What Happened — The US Iran War Explained Simply
On 28 February 2026, the United States and Israel launched a military offensive against Iran. The strikes began suddenly and were massive in scale.
In just the first 24 hours, the US military struck over 1,000 targets inside Iran. To put that in perspective — that is more than one target every single minute for an entire day. That kind of speed was never possible before. Not without AI.
Since then the conflict has continued. The US has now struck over 11,000 targets inside Iran. At least 1,300 people have been killed according to Iranian officials. Thirteen American soldiers have also died. It is a serious and devastating conflict with real human consequences on all sides.
The reason the US could move so fast and hit so many targets in such a short time comes down to one thing — Artificial Intelligence.

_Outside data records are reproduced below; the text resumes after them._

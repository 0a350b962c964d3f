use approx::assert_relative_eq;
use rcramer::{determinant, determinant_of, expand, CramerError, Matrix3x3, Rational};

fn m(rows: [[f64; 3]; 3]) -> Matrix3x3 {
    Matrix3x3::new(rows)
}

#[test]
fn identity_is_one() {
    let identity = m([[1.0, 0.0, 0.0], [0.0, 1.0, 0.0], [0.0, 0.0, 1.0]]);
    assert_eq!(determinant(&identity), 1.0);
}

#[test]
fn known_values() {
    assert_eq!(determinant(&m([[1.0, 1.0, 1.0], [2.0, -1.0, 1.0], [1.0, 2.0, -1.0]])), 7.0);
    assert_eq!(determinant(&m([[2.0, 0.0, 1.0], [1.0, 3.0, 2.0], [1.0, 1.0, 2.0]])), 6.0);
    assert_eq!(determinant(&m([[1.0, 2.0, 3.0], [2.0, 4.0, 6.0], [1.0, 1.0, 1.0]])), 0.0);
}

#[test]
fn matches_cofactor_expansion() {
    let rows = [[0.5, -1.25, 3.0], [2.0, 0.75, -4.5], [1.5, 2.25, 0.125]];
    let cofactor = rows[0][0] * (rows[1][1] * rows[2][2] - rows[1][2] * rows[2][1])
        - rows[0][1] * (rows[1][0] * rows[2][2] - rows[1][2] * rows[2][0])
        + rows[0][2] * (rows[1][0] * rows[2][1] - rows[1][1] * rows[2][0]);
    assert_relative_eq!(determinant(&m(rows)), cofactor, epsilon = 1e-12);
}

#[test]
fn expansion_keeps_every_diagonal() {
    let expansion = expand(&m([[1.0, 1.0, 1.0], [2.0, -1.0, 1.0], [1.0, 2.0, -1.0]]));

    let principal: Vec<f64> = expansion.principal.iter().map(|d| d.product).collect();
    let secondary: Vec<f64> = expansion.secondary.iter().map(|d| d.product).collect();
    assert_eq!(principal, vec![1.0, 1.0, 4.0]);
    assert_eq!(secondary, vec![-1.0, 2.0, -2.0]);
    assert_eq!(expansion.principal[0].factors, [1.0, -1.0, -1.0]);
    assert_eq!(expansion.secondary[2].factors, [1.0, 2.0, -1.0]);
    assert_eq!(expansion.principal_sum, 6.0);
    assert_eq!(expansion.secondary_sum, -1.0);
    assert_eq!(expansion.value, 7.0);
}

#[test]
fn exact_determinant() {
    let r = |n: i64, d: i64| Rational::new(n.into(), d.into());
    let matrix = Matrix3x3::new([
        [r(1, 2), r(1, 3), r(0, 1)],
        [r(0, 1), r(1, 1), r(1, 4)],
        [r(1, 1), r(0, 1), r(2, 1)],
    ]);
    // every secondary diagonal crosses a zero
    assert_eq!(determinant(&matrix), r(13, 12));
}

#[test]
fn dynamic_rows_must_be_square() {
    let ok = determinant_of(&[vec![1.0, 0.0, 0.0], vec![0.0, 2.0, 0.0], vec![0.0, 0.0, 3.0]]);
    assert_eq!(ok.unwrap(), 6.0);

    let err = determinant_of(&[vec![1.0, 2.0], vec![3.0, 4.0]]).unwrap_err();
    assert!(matches!(err, CramerError::InvalidDimension { .. }));
    assert_eq!(
        err.to_string(),
        "matrix dimension invalid: expected 3x3, found 2x2"
    );

    let ragged = determinant_of(&[vec![1.0, 2.0, 3.0], vec![4.0, 5.0], vec![6.0, 7.0, 8.0]]);
    assert!(matches!(
        ragged,
        Err(CramerError::InvalidDimension { found, .. }) if found == "3 rows of lengths [3, 2, 3]"
    ));
}
use crate::matrix::{Matrix3x3, Vector3};
use crate::parser::Variable;
use crate::scalar::Scalar;
use crate::solver::{verify, Solution};

use super::{factor, Explain};

/// Determinants, quotients and the check, without the diagonal products.
#[derive(Debug, Clone, Copy, Default)]
pub struct Summary {
    pub precision: Option<usize>,
}

impl Explain for Summary {
    fn explain<T: Scalar>(
        &self,
        coefficients: &Matrix3x3<T>,
        constants: &Vector3<T>,
        solution: &Solution<T>,
    ) -> Vec<String> {
        let p = self.precision;
        let mut lines = vec![format!("D = {}", solution.det.render(p))];
        for (var, det) in Variable::ALL.iter().zip(solution.column_determinants()) {
            lines.push(format!("D{} = {}", var.symbol(), det.render(p)));
        }
        for (var, value) in Variable::ALL.iter().zip(solution.values()) {
            lines.push(format!(
                "{0} = D{0} / D = {1}",
                var.symbol(),
                value.render(p)
            ));
        }

        lines.push("Check:".to_string());
        let substituted = verify(coefficients, solution);
        let values = solution.values();
        for (i, row) in coefficients.rows().iter().enumerate() {
            let terms = row
                .iter()
                .zip(values.iter())
                .map(|(a, v)| format!("{}*{}", factor(a, p), factor(v, p)))
                .collect::<Vec<_>>()
                .join(" + ");
            lines.push(format!(
                "  equation {}: {terms} = {} (expected {})",
                i + 1,
                substituted.get(i).render(p),
                constants.get(i).render(p)
            ));
        }
        lines
    }
}
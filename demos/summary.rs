use rcramer::prelude::{explain_eqs, RenderStyle, Settings};

fn main() {
    let mut settings = Settings::default();
    settings.render.style = RenderStyle::Summary;
    settings.render.precision = Some(6);

    let equations = ["2x+3y+8z=7", "x-4y+6z=1", "3x-y-z=8"];
    match explain_eqs(&equations, &settings) {
        Ok(lines) => println!("{}", lines.join("\n")),
        Err(err) => eprintln!("{err}"),
    }
}
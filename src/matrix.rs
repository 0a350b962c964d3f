//! Fixed-size containers for the coefficient matrix and the right-hand side.

use std::array;

use crate::error::{CramerError, Result};
use crate::scalar::Scalar;

/// Three rows of three coefficients, one row per equation.
#[derive(Clone, Debug, PartialEq)]
pub struct Matrix3x3<T = f64> {
    rows: [[T; 3]; 3],
}

/// Right-hand sides, aligned by index with the rows of a [`Matrix3x3`].
#[derive(Clone, Debug, PartialEq)]
pub struct Vector3<T = f64>([T; 3]);

impl<T: Scalar> Matrix3x3<T> {
    pub fn new(rows: [[T; 3]; 3]) -> Self {
        Self { rows }
    }

    /// Build from dynamically sized rows, rejecting anything that is not 3x3.
    pub fn from_rows(rows: &[Vec<T>]) -> Result<Self> {
        if rows.len() != 3 || rows.iter().any(|row| row.len() != 3) {
            return Err(CramerError::InvalidDimension {
                expected: "3x3",
                found: describe_shape(rows),
            });
        }
        Ok(Self {
            rows: array::from_fn(|r| array::from_fn(|c| rows[r][c].clone())),
        })
    }

    pub fn get(&self, row: usize, col: usize) -> &T {
        &self.rows[row][col]
    }

    pub fn rows(&self) -> &[[T; 3]; 3] {
        &self.rows
    }

    /// Copy of `self` with column `col` replaced by `column`, row by row.
    pub fn with_column(&self, col: usize, column: &Vector3<T>) -> Self {
        let mut rows = self.rows.clone();
        for (row, value) in rows.iter_mut().zip(column.values()) {
            row[col] = value.clone();
        }
        Self { rows }
    }

    /// Matrix-vector product `A·v`.
    pub fn apply(&self, v: &[T; 3]) -> Vector3<T> {
        Vector3(array::from_fn(|r| {
            self.rows[r]
                .iter()
                .zip(v.iter())
                .fold(T::zero(), |acc, (a, x)| acc + a.clone() * x.clone())
        }))
    }
}

impl<T: Scalar> Vector3<T> {
    pub fn new(values: [T; 3]) -> Self {
        Self(values)
    }

    pub fn from_slice(values: &[T]) -> Result<Self> {
        if values.len() != 3 {
            return Err(CramerError::InvalidDimension {
                expected: "3",
                found: values.len().to_string(),
            });
        }
        Ok(Self(array::from_fn(|i| values[i].clone())))
    }

    pub fn values(&self) -> &[T; 3] {
        &self.0
    }

    pub fn get(&self, index: usize) -> &T {
        &self.0[index]
    }
}

fn describe_shape<T>(rows: &[Vec<T>]) -> String {
    let lengths: Vec<usize> = rows.iter().map(Vec::len).collect();
    match lengths.first() {
        Some(&cols) if lengths.iter().all(|&len| len == cols) => {
            format!("{}x{}", rows.len(), cols)
        }
        Some(_) => format!("{} rows of lengths {:?}", rows.len(), lengths),
        None => "0x0".to_string(),
    }
}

What is AI Doing in This War?
Think of war like a very complicated game of chess. Before AI, planning each move took a very long time. Soldiers and analysts had to manually look at satellite images, read intelligence reports, cross-check locations, and decide whether a target was safe to hit or not. This could take hours or even days for a single target.
AI changed all of that.
The US military's top commander in the Middle East, Admiral Brad Cooper, explained it this way: "Our warfighters are leveraging a variety of advanced AI tools. These systems help us sift through vast amounts of data in seconds so our leaders can cut through the noise and make smarter decisions faster than the enemy can react."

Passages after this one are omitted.